- Task statement: Every line below that includes the word "title" needs to be copied.

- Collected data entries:
···

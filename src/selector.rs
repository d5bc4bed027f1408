//! Best-of-source selection and slot assignment.

use crate::engagement::score;
use crate::models::{Source, Story, TopStory};
use std::collections::HashMap;
use tracing::{debug, instrument};

/// Keep the highest-scoring story of every source.
///
/// A later story only replaces the current best on a strictly greater score,
/// so among equal scores the first one encountered wins. Output follows the
/// order in which each source first appears.
#[instrument(level = "debug", skip_all, fields(count = stories.len()))]
pub fn select_top_per_source(stories: &[Story]) -> Vec<Story> {
    let (_, best) = stories.iter().fold(
        (HashMap::<Source, usize>::new(), Vec::<(&Story, f64)>::new()),
        |(mut slots, mut best), story| {
            let candidate = score(&story.engagement);
            match slots.get(&story.source) {
                Some(&i) => {
                    if candidate > best[i].1 {
                        best[i] = (story, candidate);
                    }
                }
                None => {
                    slots.insert(story.source, best.len());
                    best.push((story, candidate));
                }
            }
            (slots, best)
        },
    );

    for (story, s) in &best {
        debug!(source = %story.source, score = s, title = %story.title, "Selected top story");
    }
    best.into_iter().map(|(story, _)| story.clone()).collect()
}

/// Attach one shared publication slot to every selected story.
pub fn schedule_top_stories(stories: Vec<Story>, slot: &str) -> Vec<TopStory> {
    stories
        .into_iter()
        .map(|story| TopStory::new(story, slot))
        .collect()
}

#[cfg(test)]
mod tests {
    use super::*;
    use crate::models::Engagement;

    fn story(source: Source, title: &str, likes: u32, shares: u32, comments: u32) -> Story {
        Story {
            source,
            title: title.to_string(),
            subhead: None,
            url: format!("https://example.com/{}", title),
            engagement: Engagement::new(likes, shares, comments),
        }
    }

    #[test]
    fn test_higher_score_wins() {
        let stories = vec![
            story(Source::Cnbc, "first", 10, 0, 0),
            story(Source::Cnbc, "second", 5, 10, 10),
        ];
        let top = select_top_per_source(&stories);
        assert_eq!(top.len(), 1);
        assert_eq!(top[0].title, "second");
    }

    #[test]
    fn test_first_wins_on_tie() {
        let stories = vec![
            story(Source::Bloomberg, "low", 1, 0, 0),
            story(Source::Bloomberg, "first-max", 0, 0, 10),
            story(Source::Bloomberg, "second-max", 20, 0, 0),
            story(Source::Bloomberg, "third-max", 5, 10, 0),
        ];
        let top = select_top_per_source(&stories);
        assert_eq!(top.len(), 1);
        assert_eq!(top[0].title, "first-max");
    }

    #[test]
    fn test_one_per_source_in_first_seen_order() {
        let stories = vec![
            story(Source::YahooNews, "y1", 100, 0, 0),
            story(Source::Cnbc, "c1", 1, 0, 0),
            story(Source::YahooNews, "y2", 200, 0, 0),
            story(Source::Cnbc, "c2", 300, 0, 0),
            story(Source::FinancialTimes, "f1", 0, 0, 0),
        ];
        let top = select_top_per_source(&stories);
        let picked: Vec<_> = top.iter().map(|s| (s.source, s.title.as_str())).collect();
        assert_eq!(
            picked,
            vec![
                (Source::YahooNews, "y2"),
                (Source::Cnbc, "c2"),
                (Source::FinancialTimes, "f1"),
            ]
        );

        for chosen in &top {
            let best = score(&chosen.engagement);
            assert!(
                stories
                    .iter()
                    .filter(|s| s.source == chosen.source)
                    .all(|s| score(&s.engagement) <= best)
            );
        }
    }

    #[test]
    fn test_empty_input() {
        assert!(select_top_per_source(&[]).is_empty());
    }

    #[test]
    fn test_schedule_shares_one_slot() {
        let stories = vec![
            story(Source::Cnbc, "a", 1, 1, 1),
            story(Source::Bloomberg, "b", 2, 2, 2),
        ];
        let top = schedule_top_stories(stories.clone(), "2025-05-06 08:30");
        assert_eq!(top.len(), 2);
        assert!(
            top.iter()
                .all(|t| t.scheduled_time.as_deref() == Some("2025-05-06 08:30"))
        );
        assert_eq!(top[1].story, stories[1]);
    }
}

···

- Answer for this exercise:
        debug!(source = %story.source, score = s, title = %story.title, "Selected top story");
    fn story(source: Source, title: &str, likes: u32, shares: u32, comments: u32) -> Story {
            title: title.to_string(),
            url: format!("https://example.com/{}", title),
        assert_eq!(top[0].title, "second");
        assert_eq!(top[0].title, "first-max");
        let picked: Vec<_> = top.iter().map(|s| (s.source, s.title.as_str())).collect();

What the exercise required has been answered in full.